--- Action item ---
Look through the listing and report every line that has "periodic" in it.

--- Material shown ---
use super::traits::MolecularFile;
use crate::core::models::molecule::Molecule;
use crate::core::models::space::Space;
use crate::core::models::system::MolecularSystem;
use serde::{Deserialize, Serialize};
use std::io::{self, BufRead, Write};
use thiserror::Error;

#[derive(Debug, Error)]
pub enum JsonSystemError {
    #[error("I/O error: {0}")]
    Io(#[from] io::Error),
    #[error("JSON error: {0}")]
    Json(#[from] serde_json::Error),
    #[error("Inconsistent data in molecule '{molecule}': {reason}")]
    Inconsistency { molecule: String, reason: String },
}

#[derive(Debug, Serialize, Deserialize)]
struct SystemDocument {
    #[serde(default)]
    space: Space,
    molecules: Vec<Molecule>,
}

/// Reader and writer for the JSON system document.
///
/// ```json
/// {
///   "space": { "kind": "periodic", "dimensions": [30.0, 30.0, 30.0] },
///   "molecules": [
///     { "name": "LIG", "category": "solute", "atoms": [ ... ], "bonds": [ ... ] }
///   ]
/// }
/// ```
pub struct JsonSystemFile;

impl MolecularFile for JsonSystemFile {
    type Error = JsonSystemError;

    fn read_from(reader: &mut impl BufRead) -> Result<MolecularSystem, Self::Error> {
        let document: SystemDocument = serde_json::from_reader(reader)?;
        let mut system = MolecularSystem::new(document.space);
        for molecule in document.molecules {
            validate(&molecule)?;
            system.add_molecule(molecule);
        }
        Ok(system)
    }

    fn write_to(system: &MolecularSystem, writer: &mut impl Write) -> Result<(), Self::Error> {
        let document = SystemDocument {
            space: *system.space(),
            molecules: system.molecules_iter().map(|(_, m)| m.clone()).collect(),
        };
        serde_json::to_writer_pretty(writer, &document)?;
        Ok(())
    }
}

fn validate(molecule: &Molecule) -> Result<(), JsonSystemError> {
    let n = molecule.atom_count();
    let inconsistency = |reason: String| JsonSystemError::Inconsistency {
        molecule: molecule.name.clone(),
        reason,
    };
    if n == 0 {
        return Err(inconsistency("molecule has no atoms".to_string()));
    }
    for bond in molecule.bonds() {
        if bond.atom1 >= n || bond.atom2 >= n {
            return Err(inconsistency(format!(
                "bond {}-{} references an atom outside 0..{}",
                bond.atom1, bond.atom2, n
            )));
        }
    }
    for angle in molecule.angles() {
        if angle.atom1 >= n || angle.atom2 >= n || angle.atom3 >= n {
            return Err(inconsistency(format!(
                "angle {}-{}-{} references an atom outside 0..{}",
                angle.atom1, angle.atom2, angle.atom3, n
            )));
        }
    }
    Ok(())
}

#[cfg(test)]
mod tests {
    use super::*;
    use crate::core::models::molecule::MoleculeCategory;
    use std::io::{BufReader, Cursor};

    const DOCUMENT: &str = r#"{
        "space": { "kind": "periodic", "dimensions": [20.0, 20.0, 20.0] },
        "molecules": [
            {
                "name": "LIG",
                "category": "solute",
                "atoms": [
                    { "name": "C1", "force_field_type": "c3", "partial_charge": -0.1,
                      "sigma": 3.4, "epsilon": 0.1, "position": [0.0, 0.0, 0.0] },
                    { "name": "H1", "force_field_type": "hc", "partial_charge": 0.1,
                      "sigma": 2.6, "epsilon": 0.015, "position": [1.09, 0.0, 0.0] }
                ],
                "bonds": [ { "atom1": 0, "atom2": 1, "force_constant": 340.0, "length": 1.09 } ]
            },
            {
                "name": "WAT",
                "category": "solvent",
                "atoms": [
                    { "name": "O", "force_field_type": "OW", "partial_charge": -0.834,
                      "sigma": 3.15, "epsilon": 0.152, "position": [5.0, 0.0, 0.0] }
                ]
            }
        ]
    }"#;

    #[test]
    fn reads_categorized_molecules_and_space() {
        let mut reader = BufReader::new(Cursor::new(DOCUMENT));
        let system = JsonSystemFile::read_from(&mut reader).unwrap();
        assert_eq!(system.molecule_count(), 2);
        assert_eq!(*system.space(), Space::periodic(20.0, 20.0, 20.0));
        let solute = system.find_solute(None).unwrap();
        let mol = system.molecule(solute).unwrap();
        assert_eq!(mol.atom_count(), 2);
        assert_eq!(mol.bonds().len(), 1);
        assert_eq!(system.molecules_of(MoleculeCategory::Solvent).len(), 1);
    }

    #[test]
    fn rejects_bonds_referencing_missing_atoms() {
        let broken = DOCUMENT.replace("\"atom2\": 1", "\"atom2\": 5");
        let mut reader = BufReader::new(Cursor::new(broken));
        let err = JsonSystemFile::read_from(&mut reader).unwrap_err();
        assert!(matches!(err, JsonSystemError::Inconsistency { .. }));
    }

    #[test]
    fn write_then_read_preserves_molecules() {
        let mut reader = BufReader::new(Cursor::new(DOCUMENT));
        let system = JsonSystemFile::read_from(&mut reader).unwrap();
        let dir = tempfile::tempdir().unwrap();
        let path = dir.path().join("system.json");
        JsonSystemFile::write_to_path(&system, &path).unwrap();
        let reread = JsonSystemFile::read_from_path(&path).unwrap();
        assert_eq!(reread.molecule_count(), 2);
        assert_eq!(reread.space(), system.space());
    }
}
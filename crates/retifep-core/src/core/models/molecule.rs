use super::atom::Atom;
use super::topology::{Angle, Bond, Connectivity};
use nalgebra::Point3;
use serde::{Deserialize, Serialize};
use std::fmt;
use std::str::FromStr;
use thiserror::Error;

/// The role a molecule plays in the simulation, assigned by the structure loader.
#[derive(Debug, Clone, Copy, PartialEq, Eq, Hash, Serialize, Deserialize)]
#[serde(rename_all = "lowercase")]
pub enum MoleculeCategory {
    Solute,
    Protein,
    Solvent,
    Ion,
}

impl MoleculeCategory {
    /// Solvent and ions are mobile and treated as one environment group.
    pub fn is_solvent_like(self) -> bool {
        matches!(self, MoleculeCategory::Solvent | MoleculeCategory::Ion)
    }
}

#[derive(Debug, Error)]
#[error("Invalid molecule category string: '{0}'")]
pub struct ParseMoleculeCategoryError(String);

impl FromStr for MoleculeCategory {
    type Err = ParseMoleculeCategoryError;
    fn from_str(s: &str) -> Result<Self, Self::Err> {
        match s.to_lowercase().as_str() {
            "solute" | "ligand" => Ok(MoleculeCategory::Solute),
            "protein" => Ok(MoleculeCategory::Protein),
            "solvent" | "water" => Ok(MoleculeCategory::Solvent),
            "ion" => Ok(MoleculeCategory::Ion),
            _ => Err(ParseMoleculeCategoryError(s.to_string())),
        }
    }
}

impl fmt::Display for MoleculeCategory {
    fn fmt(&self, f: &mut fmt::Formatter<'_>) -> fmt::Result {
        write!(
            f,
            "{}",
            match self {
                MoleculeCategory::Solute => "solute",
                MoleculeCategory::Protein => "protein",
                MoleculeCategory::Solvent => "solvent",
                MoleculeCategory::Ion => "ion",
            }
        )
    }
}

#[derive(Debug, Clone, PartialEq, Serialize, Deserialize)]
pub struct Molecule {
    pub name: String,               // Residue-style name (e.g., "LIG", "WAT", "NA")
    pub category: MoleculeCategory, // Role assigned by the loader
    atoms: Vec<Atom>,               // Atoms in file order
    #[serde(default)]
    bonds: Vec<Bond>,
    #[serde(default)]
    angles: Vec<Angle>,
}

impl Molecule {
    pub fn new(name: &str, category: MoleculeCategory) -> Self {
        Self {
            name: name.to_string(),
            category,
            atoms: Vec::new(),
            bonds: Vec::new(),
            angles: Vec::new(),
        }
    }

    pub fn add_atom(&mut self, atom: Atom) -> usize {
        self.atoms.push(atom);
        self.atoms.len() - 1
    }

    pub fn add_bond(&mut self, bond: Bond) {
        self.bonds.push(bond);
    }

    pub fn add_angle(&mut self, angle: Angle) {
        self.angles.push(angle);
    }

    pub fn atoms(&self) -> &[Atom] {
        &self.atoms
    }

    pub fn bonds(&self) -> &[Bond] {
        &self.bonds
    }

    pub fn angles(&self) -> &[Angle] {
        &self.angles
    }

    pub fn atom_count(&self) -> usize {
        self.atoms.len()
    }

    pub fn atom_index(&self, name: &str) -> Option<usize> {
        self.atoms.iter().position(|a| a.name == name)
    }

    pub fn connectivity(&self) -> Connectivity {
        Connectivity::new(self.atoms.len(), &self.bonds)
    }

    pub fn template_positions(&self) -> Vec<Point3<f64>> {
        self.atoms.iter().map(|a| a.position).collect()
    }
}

--- Result for this task ---
///   "space": { "kind": "periodic", "dimensions": [30.0, 30.0, 30.0] },
        "space": { "kind": "periodic", "dimensions": [20.0, 20.0, 20.0] },
        assert_eq!(*system.space(), Space::periodic(20.0, 20.0, 20.0));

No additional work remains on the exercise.